● TASK BRIEF
Where does the string "responses" occur in the entries below? Copy every line where it does.

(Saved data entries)

=-=-=

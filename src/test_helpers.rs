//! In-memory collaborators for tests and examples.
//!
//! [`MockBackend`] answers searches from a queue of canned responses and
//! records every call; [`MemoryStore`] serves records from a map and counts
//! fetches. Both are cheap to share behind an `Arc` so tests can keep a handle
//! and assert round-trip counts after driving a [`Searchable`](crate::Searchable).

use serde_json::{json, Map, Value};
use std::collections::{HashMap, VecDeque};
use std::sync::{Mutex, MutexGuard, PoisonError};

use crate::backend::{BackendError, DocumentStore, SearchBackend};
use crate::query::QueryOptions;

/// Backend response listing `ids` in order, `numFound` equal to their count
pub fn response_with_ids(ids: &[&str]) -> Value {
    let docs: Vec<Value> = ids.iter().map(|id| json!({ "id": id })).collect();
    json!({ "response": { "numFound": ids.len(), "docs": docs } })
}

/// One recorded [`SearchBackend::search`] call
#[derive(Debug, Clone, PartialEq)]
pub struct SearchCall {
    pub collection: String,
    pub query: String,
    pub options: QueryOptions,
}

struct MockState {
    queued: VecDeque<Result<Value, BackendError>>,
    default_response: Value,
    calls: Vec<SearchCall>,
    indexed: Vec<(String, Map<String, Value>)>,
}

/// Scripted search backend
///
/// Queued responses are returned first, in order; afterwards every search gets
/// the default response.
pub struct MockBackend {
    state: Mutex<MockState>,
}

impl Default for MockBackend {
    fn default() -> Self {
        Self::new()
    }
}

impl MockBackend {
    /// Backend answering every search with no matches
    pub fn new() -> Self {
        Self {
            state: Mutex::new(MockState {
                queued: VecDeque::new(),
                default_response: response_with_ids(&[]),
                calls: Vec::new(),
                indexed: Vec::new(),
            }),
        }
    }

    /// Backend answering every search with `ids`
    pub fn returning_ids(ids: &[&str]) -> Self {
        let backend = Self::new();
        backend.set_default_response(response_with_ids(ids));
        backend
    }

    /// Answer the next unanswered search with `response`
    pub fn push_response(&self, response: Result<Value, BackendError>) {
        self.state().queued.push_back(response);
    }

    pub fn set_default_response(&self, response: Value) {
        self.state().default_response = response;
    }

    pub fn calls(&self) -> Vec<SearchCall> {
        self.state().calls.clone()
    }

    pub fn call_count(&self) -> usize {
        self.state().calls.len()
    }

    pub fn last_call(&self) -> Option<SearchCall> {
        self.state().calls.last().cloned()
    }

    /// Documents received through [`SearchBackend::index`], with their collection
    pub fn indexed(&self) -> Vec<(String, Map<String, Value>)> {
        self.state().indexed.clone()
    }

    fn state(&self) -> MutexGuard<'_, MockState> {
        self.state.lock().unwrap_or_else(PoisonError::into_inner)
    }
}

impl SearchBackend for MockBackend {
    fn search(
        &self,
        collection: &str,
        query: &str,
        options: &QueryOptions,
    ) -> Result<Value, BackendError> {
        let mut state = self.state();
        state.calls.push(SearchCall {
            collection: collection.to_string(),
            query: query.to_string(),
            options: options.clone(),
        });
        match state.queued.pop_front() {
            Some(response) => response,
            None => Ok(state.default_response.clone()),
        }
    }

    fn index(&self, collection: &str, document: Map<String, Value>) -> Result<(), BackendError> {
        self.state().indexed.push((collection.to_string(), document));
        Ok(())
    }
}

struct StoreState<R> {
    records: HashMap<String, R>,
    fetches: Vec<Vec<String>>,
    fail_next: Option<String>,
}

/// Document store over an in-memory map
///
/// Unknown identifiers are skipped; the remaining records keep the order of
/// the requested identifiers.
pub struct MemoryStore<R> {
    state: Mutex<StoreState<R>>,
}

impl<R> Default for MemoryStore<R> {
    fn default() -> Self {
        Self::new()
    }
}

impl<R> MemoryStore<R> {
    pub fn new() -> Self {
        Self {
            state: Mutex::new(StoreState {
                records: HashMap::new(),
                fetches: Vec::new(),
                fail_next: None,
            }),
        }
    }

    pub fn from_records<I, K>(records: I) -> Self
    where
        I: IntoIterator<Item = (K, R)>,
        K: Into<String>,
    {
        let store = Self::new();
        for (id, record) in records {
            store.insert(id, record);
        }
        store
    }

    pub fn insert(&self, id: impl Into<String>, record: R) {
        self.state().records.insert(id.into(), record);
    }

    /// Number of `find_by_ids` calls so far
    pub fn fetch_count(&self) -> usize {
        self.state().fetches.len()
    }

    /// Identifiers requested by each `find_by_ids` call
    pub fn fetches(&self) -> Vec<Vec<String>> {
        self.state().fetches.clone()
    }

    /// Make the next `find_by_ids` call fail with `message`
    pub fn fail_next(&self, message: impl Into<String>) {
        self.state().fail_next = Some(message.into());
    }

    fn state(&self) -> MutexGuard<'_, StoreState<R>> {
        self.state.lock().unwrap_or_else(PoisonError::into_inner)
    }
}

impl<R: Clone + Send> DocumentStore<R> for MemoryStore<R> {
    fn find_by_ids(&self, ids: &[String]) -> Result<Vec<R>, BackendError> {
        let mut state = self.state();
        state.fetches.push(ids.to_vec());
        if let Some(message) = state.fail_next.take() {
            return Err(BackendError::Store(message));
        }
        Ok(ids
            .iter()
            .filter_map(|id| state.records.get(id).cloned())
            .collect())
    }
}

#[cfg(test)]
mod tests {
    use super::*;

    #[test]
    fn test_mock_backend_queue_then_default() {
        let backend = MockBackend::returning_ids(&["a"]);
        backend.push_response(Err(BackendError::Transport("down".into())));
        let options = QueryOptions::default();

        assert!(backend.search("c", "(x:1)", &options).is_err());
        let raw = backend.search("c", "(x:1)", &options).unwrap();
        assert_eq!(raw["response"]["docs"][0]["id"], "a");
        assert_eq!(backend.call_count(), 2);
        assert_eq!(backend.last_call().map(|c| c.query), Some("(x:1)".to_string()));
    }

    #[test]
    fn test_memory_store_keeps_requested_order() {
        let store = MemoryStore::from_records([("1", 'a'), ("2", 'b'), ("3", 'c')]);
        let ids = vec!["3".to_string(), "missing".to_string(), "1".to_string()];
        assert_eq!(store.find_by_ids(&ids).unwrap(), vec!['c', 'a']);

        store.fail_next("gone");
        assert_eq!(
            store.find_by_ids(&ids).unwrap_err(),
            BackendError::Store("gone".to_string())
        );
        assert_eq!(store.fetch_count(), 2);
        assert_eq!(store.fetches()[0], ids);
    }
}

=-=-=

● EXERCISE RESULT
//! [`MockBackend`] answers searches from a queue of canned responses and
/// Queued responses are returned first, in order; afterwards every search gets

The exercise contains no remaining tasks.